╭─ DATASET RECORDS
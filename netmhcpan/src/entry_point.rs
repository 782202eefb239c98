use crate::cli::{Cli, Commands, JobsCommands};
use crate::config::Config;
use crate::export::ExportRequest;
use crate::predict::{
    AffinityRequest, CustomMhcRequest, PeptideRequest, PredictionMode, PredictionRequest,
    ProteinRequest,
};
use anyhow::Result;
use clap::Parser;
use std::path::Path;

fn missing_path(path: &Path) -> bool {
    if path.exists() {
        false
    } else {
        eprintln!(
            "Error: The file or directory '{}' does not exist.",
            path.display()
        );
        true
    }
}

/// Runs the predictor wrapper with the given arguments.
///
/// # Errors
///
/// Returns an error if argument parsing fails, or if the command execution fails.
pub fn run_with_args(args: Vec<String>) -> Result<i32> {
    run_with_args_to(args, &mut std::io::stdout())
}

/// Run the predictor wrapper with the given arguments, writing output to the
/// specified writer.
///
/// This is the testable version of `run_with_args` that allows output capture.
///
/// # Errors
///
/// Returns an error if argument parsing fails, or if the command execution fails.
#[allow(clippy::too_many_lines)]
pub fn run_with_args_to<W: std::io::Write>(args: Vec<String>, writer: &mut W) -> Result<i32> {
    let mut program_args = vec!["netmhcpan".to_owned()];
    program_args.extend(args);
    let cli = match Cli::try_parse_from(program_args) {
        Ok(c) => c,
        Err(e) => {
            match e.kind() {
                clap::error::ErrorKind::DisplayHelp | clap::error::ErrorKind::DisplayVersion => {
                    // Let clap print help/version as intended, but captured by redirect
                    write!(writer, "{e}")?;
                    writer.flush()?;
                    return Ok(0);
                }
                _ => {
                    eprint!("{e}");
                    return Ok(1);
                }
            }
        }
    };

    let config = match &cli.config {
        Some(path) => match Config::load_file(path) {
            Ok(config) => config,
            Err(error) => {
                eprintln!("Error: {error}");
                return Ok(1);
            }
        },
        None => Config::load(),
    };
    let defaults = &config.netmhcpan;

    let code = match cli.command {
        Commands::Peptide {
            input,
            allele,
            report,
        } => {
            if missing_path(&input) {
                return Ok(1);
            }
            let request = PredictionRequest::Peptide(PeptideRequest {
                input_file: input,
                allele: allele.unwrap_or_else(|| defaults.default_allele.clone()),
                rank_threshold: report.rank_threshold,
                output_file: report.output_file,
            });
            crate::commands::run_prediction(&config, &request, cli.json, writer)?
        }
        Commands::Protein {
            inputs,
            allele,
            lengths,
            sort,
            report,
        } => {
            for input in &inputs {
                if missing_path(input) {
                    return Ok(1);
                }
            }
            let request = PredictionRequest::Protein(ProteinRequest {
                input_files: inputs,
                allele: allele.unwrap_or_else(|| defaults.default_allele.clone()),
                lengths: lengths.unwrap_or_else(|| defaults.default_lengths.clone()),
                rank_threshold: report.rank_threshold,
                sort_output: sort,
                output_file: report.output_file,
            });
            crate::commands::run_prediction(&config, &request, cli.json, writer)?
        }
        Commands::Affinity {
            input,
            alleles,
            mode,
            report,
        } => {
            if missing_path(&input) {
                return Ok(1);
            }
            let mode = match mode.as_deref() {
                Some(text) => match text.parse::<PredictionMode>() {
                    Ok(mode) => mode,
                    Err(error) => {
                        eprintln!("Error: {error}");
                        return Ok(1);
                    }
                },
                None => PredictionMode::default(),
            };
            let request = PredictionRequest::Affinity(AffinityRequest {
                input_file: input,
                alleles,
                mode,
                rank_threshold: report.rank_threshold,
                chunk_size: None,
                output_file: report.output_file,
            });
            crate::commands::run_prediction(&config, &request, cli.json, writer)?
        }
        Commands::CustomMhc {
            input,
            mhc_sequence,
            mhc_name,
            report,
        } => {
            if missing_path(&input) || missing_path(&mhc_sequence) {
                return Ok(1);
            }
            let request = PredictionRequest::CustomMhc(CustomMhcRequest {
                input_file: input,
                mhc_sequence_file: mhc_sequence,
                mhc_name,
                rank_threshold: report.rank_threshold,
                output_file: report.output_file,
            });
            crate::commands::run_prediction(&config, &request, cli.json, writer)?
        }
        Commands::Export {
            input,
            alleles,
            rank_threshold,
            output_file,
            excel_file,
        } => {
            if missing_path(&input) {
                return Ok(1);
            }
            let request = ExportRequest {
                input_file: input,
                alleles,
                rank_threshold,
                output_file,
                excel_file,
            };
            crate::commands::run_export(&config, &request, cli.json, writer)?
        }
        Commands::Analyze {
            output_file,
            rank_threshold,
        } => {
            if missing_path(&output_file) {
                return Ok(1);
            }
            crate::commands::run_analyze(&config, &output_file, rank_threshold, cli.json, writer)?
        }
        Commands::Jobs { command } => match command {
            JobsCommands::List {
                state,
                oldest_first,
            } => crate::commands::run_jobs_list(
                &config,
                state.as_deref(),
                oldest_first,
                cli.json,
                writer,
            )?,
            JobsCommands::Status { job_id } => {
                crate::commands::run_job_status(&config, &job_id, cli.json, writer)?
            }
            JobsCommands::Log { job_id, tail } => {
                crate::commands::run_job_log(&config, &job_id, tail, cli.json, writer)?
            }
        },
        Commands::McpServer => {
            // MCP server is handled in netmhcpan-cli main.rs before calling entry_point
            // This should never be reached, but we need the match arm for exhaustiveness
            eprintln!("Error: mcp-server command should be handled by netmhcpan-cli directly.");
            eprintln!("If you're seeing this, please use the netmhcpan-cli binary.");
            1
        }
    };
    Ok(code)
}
╰─
╭─ DATASET RECORDS
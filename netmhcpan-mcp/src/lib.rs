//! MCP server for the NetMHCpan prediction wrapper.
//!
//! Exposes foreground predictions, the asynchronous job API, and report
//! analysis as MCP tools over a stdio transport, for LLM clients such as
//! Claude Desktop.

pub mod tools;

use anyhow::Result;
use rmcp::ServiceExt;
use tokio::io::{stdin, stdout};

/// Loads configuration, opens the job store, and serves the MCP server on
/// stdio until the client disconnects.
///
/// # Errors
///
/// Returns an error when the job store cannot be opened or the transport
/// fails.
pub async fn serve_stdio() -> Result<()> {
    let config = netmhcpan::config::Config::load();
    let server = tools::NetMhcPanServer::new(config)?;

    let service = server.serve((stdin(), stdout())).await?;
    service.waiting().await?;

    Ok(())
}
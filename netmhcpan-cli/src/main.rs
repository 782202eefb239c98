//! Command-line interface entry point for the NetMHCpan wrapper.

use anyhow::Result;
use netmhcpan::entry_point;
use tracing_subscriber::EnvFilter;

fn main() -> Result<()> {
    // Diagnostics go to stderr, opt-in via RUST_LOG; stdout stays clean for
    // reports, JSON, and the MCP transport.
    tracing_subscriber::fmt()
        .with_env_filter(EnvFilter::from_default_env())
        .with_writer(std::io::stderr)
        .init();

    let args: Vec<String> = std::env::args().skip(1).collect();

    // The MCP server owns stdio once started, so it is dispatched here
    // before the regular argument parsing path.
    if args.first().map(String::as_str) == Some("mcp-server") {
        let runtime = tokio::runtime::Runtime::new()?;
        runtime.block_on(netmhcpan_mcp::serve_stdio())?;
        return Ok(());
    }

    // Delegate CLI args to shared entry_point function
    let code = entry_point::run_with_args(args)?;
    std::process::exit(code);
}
╰─
GOAL OF THE EXERCISE: Copy only this part of the entries above: the line with "filename netmhcpan/src/entry_point.rs", the line with "The file or", and the lines between, all exactly as written.

WRITTEN SOLUTION:
filename netmhcpan/src/entry_point.rs
repository 782202eefb239c98
use crate::cli::{Cli, Commands, JobsCommands};
use crate::config::Config;
use crate::export::ExportRequest;
use crate::predict::{
    AffinityRequest, CustomMhcRequest, PeptideRequest, PredictionMode, PredictionRequest,
    ProteinRequest,
};
use anyhow::Result;
use clap::Parser;
use std::path::Path;

fn missing_path(path: &Path) -> bool {
    if path.exists() {
        false
    } else {
        eprintln!(
            "Error: The file or directory '{}' does not exist.",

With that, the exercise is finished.